RADARBISNIS – Hingga akhir Oktober 2024, Kementerian Keuangan (Kemenkeu) mencatat nilai utang pemerintah telah mencapai Rp 8.560,36 triliun.
Rasio utang tersebut tercatat 38,66 persen terhadap produk domestik bruto (PDB), tetap konsisten terjaga di bawah batas aman 60 persen PDB sesuai Undang-Undang Nomor 17/2003 tentang Keuangan Negara.
Pengelolaan portofolio utang berperan besar dalam menjaga kesinambungan fiskal secara keseluruhan. Oleh karena itu, pemerintah konsisten mengelola utang secara cermat dan terukur dengan menjaga risiko suku bunga, mata uang, likuiditas, dan jatuh tempo yang optimal.
Dikutip dari investor.id, bila dilihat berdasarkan instrumen, komposisi utang pemerintah sebagian besar berupa SBN yang mencapai Rp 7.550,70 triliun (88,21 persen) dan pinjaman sebesar Rp 1.009,66 triliun (11,68 persen).
Komposisi SBN terbagi dalam SBN domestik sebesar Rp 6.606,68 triliun (77,18 persen) dan valuta asing (valas) sebesar Rp 944,02 triliun (11,03 persen).
SBN domestik meliputi surat utang negara sebesar Rp 5.104,38 triliun dan surat berharga syariah negara senilai Rp 1.502,30 triliun.
SBN valas terbagi dalam surat utang negara sebesar Rp 912,61 triliun dan surat berharga syariah negara senilai Rp 31,41 triliun.
Sementara itu, pinjaman sebesar Rp 1.009,66 triliun terbagi dalam pinjaman dalam negeri sebesar Rp 42,25 triliun dan pinjaman luar negeri sebesar Rp 967,41 triliun.
Realisasi pinjaman luar negeri meliputi bilateral senilai Rp 263,33 triliun, multilateral senilai Rp 571,47 triliun, dan bank komersial sebesar Rp 132,61 triliun.
Per akhir Oktober 2024, kepemilikan SBN domestik didominasi oleh investor dalam negeri dengan porsi kepemilikan 85,02 persen.

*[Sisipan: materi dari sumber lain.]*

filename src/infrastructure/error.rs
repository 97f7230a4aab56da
//! Infrastructure-level errors (wraps application errors)

use thiserror::Error;

use crate::application::ApplicationError;

/// Infrastructure errors wrap application errors and add I/O-level concerns.
#[derive(Error, Debug)]
pub enum InfraError {
    #[error("{0}")]
    Application(#[from] ApplicationError),

    #[error("I/O error: {context}")]
    Io {
        context: String,
        #[source]
        source: std::io::Error,
    },
}

impl InfraError {
    /// Create an I/O error with context.
    pub fn io(context: impl Into<String>, source: std::io::Error) -> Self {
        Self::Io {
            context: context.into(),
            source,
        }
    }
}
//! Invocation planning service
//!
//! Composes the pure planning steps in `domain::plan` and supplies the one
//! piece of I/O they need: the working directory listing, read only when the
//! cygport file is given as `.`.

use std::ffi::OsString;
use std::path::PathBuf;
use std::sync::Arc;

use tracing::debug;

use crate::application::{ApplicationError, ApplicationResult};
use crate::config::Settings;
use crate::domain::{
    build_invocation_prefix, build_invocation_specs, expand_alias, resolve_file_reference,
    DirectoryListing, InvocationSpec, OrdinalTable, ParsedArguments, BUILD_ALIAS,
    BUILD_EXPANSION,
};
use crate::infrastructure::traits::FileSystem;

/// Everything the dispatcher needs, plus what was decided on the way.
#[derive(Debug, Clone, PartialEq, Eq)]
pub struct Plan {
    /// Concrete cygport file handed to the delegate
    pub package_file: OsString,
    /// Commands after alias expansion, one per spec
    pub commands: Vec<OsString>,
    /// Invocations, in execution order
    pub specs: Vec<InvocationSpec>,
    /// Echo each invocation before running it
    pub verbose: bool,
}

/// Service turning parsed arguments into a [`Plan`].
pub struct PlannerService {
    fs: Arc<dyn FileSystem>,
    settings: Arc<Settings>,
    working_dir: PathBuf,
    ordinals: OrdinalTable,
}

impl PlannerService {
    /// Create a new planner rooted at `working_dir`.
    pub fn new(fs: Arc<dyn FileSystem>, settings: Arc<Settings>, working_dir: PathBuf) -> Self {
        Self {
            fs,
            settings,
            working_dir,
            ordinals: OrdinalTable::standard(),
        }
    }

    /// Plan the invocations for one command line.
    ///
    /// `raw` is the full argument vector including the program name. Fails
    /// only when the cygport file cannot be pinned down; nothing has been
    /// executed at that point.
    pub fn plan(&self, raw: &[OsString], parsed: &ParsedArguments) -> ApplicationResult<Plan> {
        debug!("plan: raw={:?}, parsed={:?}", raw, parsed);

        let resolution = resolve_file_reference::<ApplicationError, _>(
            raw,
            &parsed.package_file,
            || self.list_working_dir(),
        )?;
        debug!(
            "plan: package_file={} at index {}",
            resolution.package_file.to_string_lossy(),
            resolution.index
        );

        let commands = expand_alias(&parsed.commands, BUILD_ALIAS, &BUILD_EXPANSION);
        for command in commands
            .iter()
            .filter(|c| !self.ordinals.is_known(&c.to_string_lossy()))
        {
            debug!("plan: unrecognized command {:?} is forwarded as is", command);
        }

        let prefix = build_invocation_prefix(
            &resolution.raw,
            resolution.index,
            parsed.log,
            &self.settings.delegate,
        );

        let wrapper = parsed
            .log
            .then(|| self.settings.log_wrapper.to_wrapper());
        let specs = build_invocation_specs(&prefix, &commands, wrapper.as_ref(), &self.ordinals);
        debug!("plan: {} invocation(s)", specs.len());

        Ok(Plan {
            package_file: resolution.package_file,
            commands,
            specs,
            verbose: parsed.log,
        })
    }

    fn list_working_dir(&self) -> ApplicationResult<DirectoryListing> {
        let files = self.fs.list_files(&self.working_dir).map_err(|e| {
            ApplicationError::OperationFailed {
                context: format!("list directory: {}", self.working_dir.display()),
                source: Box::new(e),
            }
        })?;
        Ok(DirectoryListing {
            dir: self.working_dir.clone(),
            suffix: self.settings.package_suffix.clone(),
            files,
        })
    }
}
//! Process exit codes (BSD sysexits.h compatible where it applies)

/// Generic failure, used when the cygport file cannot be resolved
pub const FAILURE: i32 = 1;

/// Internal software error
pub const SOFTWARE: i32 = 70;

/// Input/output error
pub const IOERR: i32 = 74;

/// Configuration error
pub const CONFIG: i32 = 78;

/// Program exists but could not be executed (shell convention)
pub const CANNOT_EXECUTE: i32 = 126;

/// Program not found (shell convention)
pub const NOT_FOUND: i32 = 127;

/// Base added to a signal number when a step is killed by that signal
pub const SIGNAL_BASE: i32 = 128;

Sementara, asing hanya memiliki SBN domestik sekitar 14,98 persen termasuk kepemilikan oleh pemerintah dan bank sentral asing.
Lembaga keuangan domestik memegang kepemilikan SBN 41,3 persen, terdiri atas perbankan 19,3 persen, perusahaan asuransi dan dana pensiun 18,8 persen, serta reksadana 3,2 persen.
Bagi lembaga keuangan, SBN berperan penting dalam memenuhi kebutuhan investasi dan pengelolaan likuiditas, serta menjadi salah satu instrumen mitigasi risiko.
Kepemilikan SBN domestik oleh Bank Indonesia sekitar 24,7 persen yang antara lain digunakan sebagai instrumen pengelolaan moneter.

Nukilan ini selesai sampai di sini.